UberGlobal has been asked to feed details of its government cloud proof-of-concept into a worldwide project by Microsoft and Parallels to create a cloud automation product for the health sector.
The Canberra-based infrastructure-as-a-service provider said in a blog post overnight that its proof-of-concept would "be used to help document reference architecture for Hyper-V deployments".
Chief operating officer Denis Jorgensen told iTnews that it was "very early days" for Uber's involvement.
"We've had a couple of meetings on it with Parallels and Microsoft," he said. "The roadmap [for our involvement] is still a little undetailed."
Although UberGlobal was not tied to the formal Microsoft-Parallels agreement [pdf] unveiled at the Microsoft Worldwide Partner Conference, Jorgensen said that the company had worked with both vendors over the past year.
Early details being shared with the vendors were around preventing the potential for fragmentation of identity management in a hybrid cloud/on-premises world and cloud migration strategies.
The sharing arrangement would not extend to more intimate details of UberGlobal's deployment of either set of technologies.

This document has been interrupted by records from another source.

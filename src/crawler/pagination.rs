//! Page count discovery
//!
//! The first listing page carries a pagination control whose anchors are
//! page numbers (plus "Next"/"Previous" style links). The largest number is
//! the page count.

use crate::crawler::fetcher::fetch_page;
use crate::crawler::parser::{stripped_text, ListingSelectors};
use crate::HarvestError;
use reqwest::Client;
use scraper::Html;

/// Reads the page count from first-page markup
///
/// # Errors
///
/// Returns `HarvestError::Parse` if the pagination control is missing, none
/// of its anchors is a page number, or a page number does not fit in a `u32`.
///
/// # Example
///
/// ```
/// use watch_harvest::config::SelectorConfig;
/// use watch_harvest::crawler::{parse_page_count, ListingSelectors};
///
/// let selectors = ListingSelectors::compile(&SelectorConfig::default()).unwrap();
/// let html = r#"<ul class="pagination"><li><a>1</a></li><li><a>2</a></li><li><a>10</a></li><li><a>Next</a></li></ul>"#;
/// assert_eq!(parse_page_count(html, &selectors).unwrap(), 10);
/// ```
pub fn parse_page_count(html: &str, selectors: &ListingSelectors) -> Result<u32, HarvestError> {
    let document = Html::parse_document(html);

    let pagination = document
        .select(&selectors.pagination)
        .next()
        .ok_or_else(|| HarvestError::parse("pagination", "pagination control not found"))?;

    let mut last_page = None;
    for anchor in pagination.select(&selectors.pagination_link) {
        if let Some(page) = parse_page_number(&stripped_text(anchor))? {
            last_page = last_page.max(Some(page));
        }
    }

    last_page.ok_or_else(|| HarvestError::parse("pagination", "no numeric page links found"))
}

/// Parses anchor text consisting only of decimal digits
///
/// Returns `Ok(None)` for text that is not a page number at all, such as
/// "Next". A digit string too large for a `u32` is an error.
fn parse_page_number(text: &str) -> Result<Option<u32>, HarvestError> {
    if text.is_empty() || !text.chars().all(|c| c.is_ascii_digit()) {
        return Ok(None);
    }
    text.parse().map(Some).map_err(|_| {
        HarvestError::parse("pagination", format!("page number out of range: {}", text))
    })
}

/// Fetches the first listing page and returns the page count
pub async fn probe_page_count(
    client: &Client,
    url: &str,
    selectors: &ListingSelectors,
) -> Result<u32, HarvestError> {
    tracing::debug!("Probing page count at {}", url);
    let body = fetch_page(client, url).await?;
    parse_page_count(&body, selectors)
}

"We're an ingredient in the [healthcare] product development and testing [via] an existing commercial relationship [with Parallels and Microsoft]," Jorgensen said.

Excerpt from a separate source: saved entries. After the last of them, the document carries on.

//! JSON file persistence for engine state.
//!
//! Each persisted structure (cache, baseline, history, refresh marker)
//! lives in its own file and is loaded independently: a malformed or
//! missing file falls back to its default instead of failing startup.

use std::path::PathBuf;

use anyhow::{Context, Result};
use chrono::{DateTime, Utc};
use serde::{de::DeserializeOwned, Serialize};
use tracing::{debug, warn};

use crate::cache::store::TeamCache;
use crate::history::UpdateHistory;

const CACHE_FILE: &str = "cache";
const BASELINE_FILE: &str = "baseline";
const HISTORY_FILE: &str = "history";
const REFRESH_MARKER_FILE: &str = "last_refresh";

pub struct CacheManager {
    cache_dir: PathBuf,
}

impl CacheManager {
    pub fn new(cache_dir: PathBuf) -> Result<Self> {
        std::fs::create_dir_all(&cache_dir)?;
        Ok(Self { cache_dir })
    }

    /// Default location under the platform cache directory.
    pub fn default_dir() -> Result<PathBuf> {
        let cache_dir = dirs::cache_dir()
            .ok_or_else(|| anyhow::anyhow!("Could not find cache directory"))?;
        Ok(cache_dir.join("clubwatch"))
    }

    fn file_path(&self, name: &str) -> PathBuf {
        self.cache_dir.join(format!("{}.json", name))
    }

    fn load<T: DeserializeOwned>(&self, name: &str) -> Result<Option<T>> {
        let path = self.file_path(name);
        if !path.exists() {
            return Ok(None);
        }

        let contents = std::fs::read_to_string(&path)
            .with_context(|| format!("Failed to read state file: {}", name))?;

        let parsed: T = serde_json::from_str(&contents)
            .with_context(|| format!("Failed to parse state file: {}", name))?;

        Ok(Some(parsed))
    }

    fn save<T: Serialize>(&self, name: &str, data: &T) -> Result<()> {
        let path = self.file_path(name);
        let contents = serde_json::to_string_pretty(data)?;
        std::fs::write(&path, contents)
            .with_context(|| format!("Failed to write state file: {}", name))?;
        Ok(())
    }

    /// Load one structure, falling back to its default on any failure.
    fn load_or_default<T: DeserializeOwned + Default>(&self, name: &str) -> T {
        match self.load(name) {
            Ok(Some(value)) => value,
            Ok(None) => {
                debug!(file = name, "No persisted state, starting empty");
                T::default()
            }
            Err(e) => {
                warn!(file = name, error = %e, "Discarding malformed persisted state");
                T::default()
            }
        }
    }

    // ===== Snapshot cache =====

    pub fn load_cache(&self) -> TeamCache {
        self.load_or_default(CACHE_FILE)
    }

    pub fn save_cache(&self, cache: &TeamCache) -> Result<()> {
        self.save(CACHE_FILE, cache)
    }

    // ===== Review baseline =====

    pub fn load_baseline(&self) -> TeamCache {
        self.load_or_default(BASELINE_FILE)
    }

    pub fn save_baseline(&self, baseline: &TeamCache) -> Result<()> {
        self.save(BASELINE_FILE, baseline)
    }

    // ===== Update history =====

    pub fn load_history(&self) -> UpdateHistory {
        self.load_or_default(HISTORY_FILE)
    }

    pub fn save_history(&self, history: &UpdateHistory) -> Result<()> {
        self.save(HISTORY_FILE, history)
    }

    // ===== Last full refresh marker =====

    pub fn load_refresh_marker(&self) -> Option<DateTime<Utc>> {
        match self.load(REFRESH_MARKER_FILE) {
            Ok(marker) => marker,
            Err(e) => {
                warn!(error = %e, "Discarding malformed refresh marker");
                None
            }
        }
    }

    pub fn save_refresh_marker(&self, at: DateTime<Utc>) -> Result<()> {
        self.save(REFRESH_MARKER_FILE, &at)
    }
}

#[cfg(test)]
mod tests {
    use super::*;
    use crate::cache::store::CategoryValue;
    use crate::models::{FanClubReport, TrackedClub};
    use chrono::TimeZone;

    fn manager() -> (tempfile::TempDir, CacheManager) {
        let dir = tempfile::tempdir().unwrap();
        let manager = CacheManager::new(dir.path().to_path_buf()).unwrap();
        (dir, manager)
    }

    #[test]
    fn cache_round_trips() {
        let (_dir, manager) = manager();

        let mut cache = TeamCache::default();
        cache.commit_category(
            &TrackedClub::new(7, "Club 7"),
            CategoryValue::FanClub(FanClubReport {
                name: Some("Ultras".to_string()),
                members: 250,
            }),
            Utc.with_ymd_and_hms(2026, 6, 1, 12, 0, 0).unwrap(),
        );

        manager.save_cache(&cache).unwrap();
        assert_eq!(manager.load_cache(), cache);
    }

    #[test]
    fn missing_files_load_as_defaults() {
        let (_dir, manager) = manager();
        assert_eq!(manager.load_cache(), TeamCache::default());
        assert!(manager.load_history().is_empty());
        assert!(manager.load_refresh_marker().is_none());
    }

    #[test]
    fn malformed_files_load_as_defaults() {
        let (dir, manager) = manager();
        for name in ["cache", "baseline", "history", "last_refresh"] {
            std::fs::write(dir.path().join(format!("{}.json", name)), "{not json").unwrap();
        }

        assert_eq!(manager.load_cache(), TeamCache::default());
        assert_eq!(manager.load_baseline(), TeamCache::default());
        assert!(manager.load_history().is_empty());
        assert!(manager.load_refresh_marker().is_none());
    }

    #[test]
    fn refresh_marker_round_trips() {
        let (_dir, manager) = manager();
        let at = Utc.with_ymd_and_hms(2026, 6, 1, 9, 30, 0).unwrap();
        manager.save_refresh_marker(at).unwrap();
        assert_eq!(manager.load_refresh_marker(), Some(at));
    }
}
//! Fetch interface for club data categories.
//!
//! The engine consumes the [`ClubApi`] trait: one async fetch per category
//! group, each returning parsed data, absence, or a [`FetchError`]. The
//! concrete [`HttpClubApi`] lives in `client`; tests substitute their own
//! implementations.

mod client;
mod error;

pub use client::HttpClubApi;
pub use error::FetchError;

use std::future::Future;

use crate::models::{
    ArenaId, ArenaReport, ClubDetails, ClubId, LeaguePerformance, LeagueUnitId, ManagerActivity,
    ManagerId, MatchId, MatchRef, MatchTactics, Squad,
};

/// `Ok(None)` means the resource is genuinely absent (e.g. a club that
/// never wrote a press announcement), which is not a failure.
pub type FetchResult<T> = Result<Option<T>, FetchError>;

/// Read-only access to the game API, one method per fetch endpoint.
///
/// Implementations are expected to be cheap to share by reference; the
/// refresh pipeline borrows one instance across all in-flight fetches.
pub trait ClubApi {
    /// Identity, press announcement, fan club and arena routing metadata
    /// in a single fetch.
    fn fetch_club_details(
        &self,
        club: ClubId,
    ) -> impl Future<Output = FetchResult<ClubDetails>> + Send;

    /// The club's standing in its league series.
    fn fetch_league_performance(
        &self,
        club: ClubId,
        league_unit: LeagueUnitId,
    ) -> impl Future<Output = FetchResult<LeaguePerformance>> + Send;

    /// Last-login data for a manager account. One fetch serves every
    /// tracked club run by that manager.
    fn fetch_manager_activity(
        &self,
        manager: ManagerId,
    ) -> impl Future<Output = FetchResult<ManagerActivity>> + Send;

    /// Arena detail (capacity, construction state).
    fn fetch_arena(&self, arena: ArenaId) -> impl Future<Output = FetchResult<ArenaReport>> + Send;

    /// Full roster; finance, transfers, TSI, wages and coach are all
    /// derived from this one response.
    fn fetch_squad(&self, club: ClubId) -> impl Future<Output = FetchResult<Squad>> + Send;

    /// Recent match archive for a club.
    fn fetch_recent_matches(
        &self,
        club: ClubId,
        include_friendlies: bool,
    ) -> impl Future<Output = FetchResult<Vec<MatchRef>>> + Send;

    /// Formation and tactic the club used in one match.
    fn fetch_match_tactics(
        &self,
        club: ClubId,
        match_id: MatchId,
    ) -> impl Future<Output = FetchResult<MatchTactics>> + Send;
}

Parallels and Microsoft said overnight that they would invest up to US$5 million in "product development, professional services, as well as joint sales and marketing, to accelerate the use of cloud computing services within the health sector".
Uber's expertise involvement in the project coincided with the release of a white paper on the company's government community cloud proof-of-concept.
Chief marketing officer Steven De Costa invited feedback from the industry on the technical issues the paper raised.